Multi-omics data integration reveals molecular mechanisms of carfilzomib resistance in multiple myeloma

Abstract

AbstractMultiple myeloma represents a complex hematological malignancy, characterized by its wide array of genetic and clinical events. The introduction of proteasome inhibitors, such as carfilzomib or bortezomib, into the therapeutic landscape has notably enhanced the quality of life and survival rates for patients suffering from this disease. Nonetheless, a significant obstacle in the long-term efficacy of this treatment is the inevitable development of resistance to PIs, posing a substantial challenge in managing the disease effectively. Our study investigates the molecular mechanisms behind carfilzomib resistance by analyzing multi-omics profiles from four multiple myeloma cell lines: AMO-1, KMS-12-PE, RPMI-8226 and OPM-2, together with their carfilzomib-resistant variants. We uncovered a significant downregulation of metabolic pathways linked to strong mitochondrial dysfunction in resistant cells.
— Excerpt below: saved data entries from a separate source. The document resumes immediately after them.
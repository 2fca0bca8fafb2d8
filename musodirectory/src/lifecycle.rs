//! Lifecycle of the ContentDirectory service.
//!
//! The browse adapter itself needs no lifecycle; what starts and stops is
//! the external UPnP transport carrying it. [`DirectoryRuntime`] owns that
//! transition: explicit `start()` / `stop()`, plus a shutdown hook injected
//! by the host process instead of a self-registered global one.

use crate::directory::ContentDirectory;
use crate::error::{DirectoryError, Result};
use musoconfig::Config;
use std::future::Future;
use std::sync::Arc;
use std::sync::atomic::{AtomicBool, Ordering};
use tracing::{error, info};

/// The single seam to the external UPnP stack
///
/// Implementations own device advertisement, SOAP dispatch and DIDL
/// serialization; they call back into the [`ContentDirectory`] they are
/// handed for every Browse/Search action.
#[async_trait::async_trait]
pub trait DirectoryTransport: Send + Sync {
    /// Brings the transport up and publishes the directory.
    async fn start(&self, identity: &ServerIdentity, directory: Arc<ContentDirectory>)
    -> Result<()>;

    /// Withdraws advertisements and releases transport resources.
    async fn shutdown(&self) -> Result<()>;
}

/// Identity advertised by the transport for this server
#[derive(Debug, Clone, PartialEq, Eq)]
pub struct ServerIdentity {
    pub friendly_name: String,
    /// Persisted device UDN, stable across restarts
    pub udn: String,
    /// License line shown in device details
    pub license: String,
}

impl ServerIdentity {
    /// Builds the identity from configuration.
    pub fn from_config(config: &Config) -> Result<Self> {
        let udn = config
            .get_udn()
            .map_err(|e| DirectoryError::Config(e.to_string()))?;
        let license = match config.get_license_email() {
            Some(email) => format!("Licensed to {email}"),
            None => "Unlicensed".to_string(),
        };
        Ok(Self {
            friendly_name: config.get_server_name(),
            udn,
            license,
        })
    }
}

/// Start/stop coordinator for the directory service
pub struct DirectoryRuntime {
    transport: Arc<dyn DirectoryTransport>,
    directory: Arc<ContentDirectory>,
    identity: ServerIdentity,
    running: AtomicBool,
}

impl DirectoryRuntime {
    pub fn new(
        transport: Arc<dyn DirectoryTransport>,
        directory: Arc<ContentDirectory>,
        identity: ServerIdentity,
    ) -> Self {
        Self {
            transport,
            directory,
            identity,
            running: AtomicBool::new(false),
        }
    }

    pub fn directory(&self) -> Arc<ContentDirectory> {
        self.directory.clone()
    }

    pub fn is_running(&self) -> bool {
        self.running.load(Ordering::SeqCst)
    }

    /// Starts the transport and publishes the directory.
    ///
    /// Starting twice is an error; the first `stop()` must complete before
    /// the service can be started again.
    pub async fn start(&self) -> Result<()> {
        if self.running.swap(true, Ordering::SeqCst) {
            return Err(DirectoryError::AlreadyRunning);
        }

        info!(name = %self.identity.friendly_name, udn = %self.identity.udn, "Starting ContentDirectory service");
        if let Err(e) = self
            .transport
            .start(&self.identity, self.directory.clone())
            .await
        {
            self.running.store(false, Ordering::SeqCst);
            error!(error = %e, "Failed to start ContentDirectory service");
            return Err(e);
        }
        info!("ContentDirectory service started");
        Ok(())
    }

    /// Stops the transport. A no-op when the service is not running.
    pub async fn stop(&self) -> Result<()> {
        if !self.running.swap(false, Ordering::SeqCst) {
            return Ok(());
        }
        info!("Stopping ContentDirectory service");
        self.transport.shutdown().await?;
        info!("ContentDirectory service stopped");
        Ok(())
    }

    /// Ties shutdown to a host-provided signal.
    ///
    /// Spawns a task that waits for `signal` (Ctrl+C, a supervisor channel,
    /// a test oneshot) and then stops the service. Errors during that stop
    /// are logged, not propagated.
    pub fn bind_shutdown<F>(self: &Arc<Self>, signal: F) -> tokio::task::JoinHandle<()>
    where
        F: Future<Output = ()> + Send + 'static,
    {
        let runtime = Arc::clone(self);
        tokio::spawn(async move {
            signal.await;
            if let Err(e) = runtime.stop().await {
                error!(error = %e, "Failed to shut down ContentDirectory service");
            }
        })
    }
}

#[cfg(test)]
mod tests {
    use super::*;
    use crate::browse::{BrowseMode, BrowseWindow};
    use crate::mime::StaticMimeTypes;
    use crate::resource::{PassthroughTranscoding, StreamUrlBuilder};
    use musocatalog::memory::MemoryCatalog;

    #[derive(Default)]
    struct RecordingTransport {
        started: AtomicBool,
        stopped: AtomicBool,
    }

    #[async_trait::async_trait]
    impl DirectoryTransport for RecordingTransport {
        async fn start(
            &self,
            _identity: &ServerIdentity,
            directory: Arc<ContentDirectory>,
        ) -> Result<()> {
            // The handed directory must be usable from the transport
            directory
                .browse("0", BrowseMode::Metadata, BrowseWindow::everything())
                .await?;
            self.started.store(true, Ordering::SeqCst);
            Ok(())
        }

        async fn shutdown(&self) -> Result<()> {
            self.stopped.store(true, Ordering::SeqCst);
            Ok(())
        }
    }

    fn runtime(transport: Arc<RecordingTransport>) -> Arc<DirectoryRuntime> {
        let catalog = Arc::new(MemoryCatalog::new());
        let urls = StreamUrlBuilder::new(
            "127.0.0.1",
            4040,
            "",
            500,
            Arc::new(PassthroughTranscoding),
            Arc::new(StaticMimeTypes),
        );
        let directory = Arc::new(ContentDirectory::new(
            catalog.clone(),
            catalog.clone(),
            catalog,
            urls,
            "Test Media",
        ));
        let identity = ServerIdentity {
            friendly_name: "Test".to_string(),
            udn: "test-udn".to_string(),
            license: "Unlicensed".to_string(),
        };
        Arc::new(DirectoryRuntime::new(transport, directory, identity))
    }

    #[tokio::test]
    async fn start_then_stop() {
        let transport = Arc::new(RecordingTransport::default());
        let runtime = runtime(transport.clone());

        runtime.start().await.unwrap();
        assert!(runtime.is_running());
        assert!(transport.started.load(Ordering::SeqCst));

        runtime.stop().await.unwrap();
        assert!(!runtime.is_running());
        assert!(transport.stopped.load(Ordering::SeqCst));
    }

    #[tokio::test]
    async fn double_start_is_an_error() {
        let runtime = runtime(Arc::new(RecordingTransport::default()));
        runtime.start().await.unwrap();
        assert!(matches!(
            runtime.start().await,
            Err(DirectoryError::AlreadyRunning)
        ));
    }

    #[tokio::test]
    async fn stop_without_start_is_a_noop() {
        let transport = Arc::new(RecordingTransport::default());
        let runtime = runtime(transport.clone());
        runtime.stop().await.unwrap();
        assert!(!transport.stopped.load(Ordering::SeqCst));
    }

    #[tokio::test]
    async fn failed_start_clears_running() {
        struct FailingTransport;

        #[async_trait::async_trait]
        impl DirectoryTransport for FailingTransport {
            async fn start(
                &self,
                _identity: &ServerIdentity,
                _directory: Arc<ContentDirectory>,
            ) -> Result<()> {
                Err(DirectoryError::Transport("ssdp bind failed".to_string()))
            }
            async fn shutdown(&self) -> Result<()> {
                Ok(())
            }
        }

        let catalog = Arc::new(MemoryCatalog::new());
        let urls = StreamUrlBuilder::new(
            "127.0.0.1",
            4040,
            "",
            500,
            Arc::new(PassthroughTranscoding),
            Arc::new(StaticMimeTypes),
        );
        let directory = Arc::new(ContentDirectory::new(
            catalog.clone(),
            catalog.clone(),
            catalog,
            urls,
            "Test Media",
        ));
        let identity = ServerIdentity {
            friendly_name: "Test".to_string(),
            udn: "test-udn".to_string(),
            license: "Unlicensed".to_string(),
        };
        let runtime = DirectoryRuntime::new(Arc::new(FailingTransport), directory, identity);

        assert!(runtime.start().await.is_err());
        assert!(!runtime.is_running());
    }

    #[tokio::test]
    async fn bound_shutdown_signal_stops_the_service() {
        let transport = Arc::new(RecordingTransport::default());
        let runtime = runtime(transport.clone());
        runtime.start().await.unwrap();

        let (tx, rx) = tokio::sync::oneshot::channel::<()>();
        let handle = runtime.bind_shutdown(async move {
            let _ = rx.await;
        });

        tx.send(()).unwrap();
        handle.await.unwrap();

        assert!(!runtime.is_running());
        assert!(transport.stopped.load(Ordering::SeqCst));
    }

    #[test]
    fn identity_from_config() {
        let config = Config::from_yaml_str(
            "server:\n  name: Bridge\nlicense:\n  email: muso@example.com\n",
        )
        .unwrap();
        let identity = ServerIdentity::from_config(&config).unwrap();
        assert_eq!(identity.friendly_name, "Bridge");
        assert_eq!(identity.license, "Licensed to muso@example.com");
        assert!(!identity.udn.is_empty());
    }

    #[test]
    fn identity_unlicensed_by_default() {
        let config = Config::from_yaml_str("").unwrap();
        let identity = ServerIdentity::from_config(&config).unwrap();
        assert_eq!(identity.license, "Unlicensed");
    }
}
Further examination of patient samples identified key genes - ABCB1, RICTOR, PACSIN1, KMT2D, WEE1 and GATM - potentially crucial for resistance, guiding us towards promising carfilzomib combination therapies to circumvent resistance mechanisms. The response profiles of tested compounds have led to the identification of a network of gene interactions in resistant cells. We identified two already approved drugs, benidipine and tacrolimus, as potential partners for combination therapy with carfilzomib to counteract resistance. This discovery enhances the clinical significance of our findings.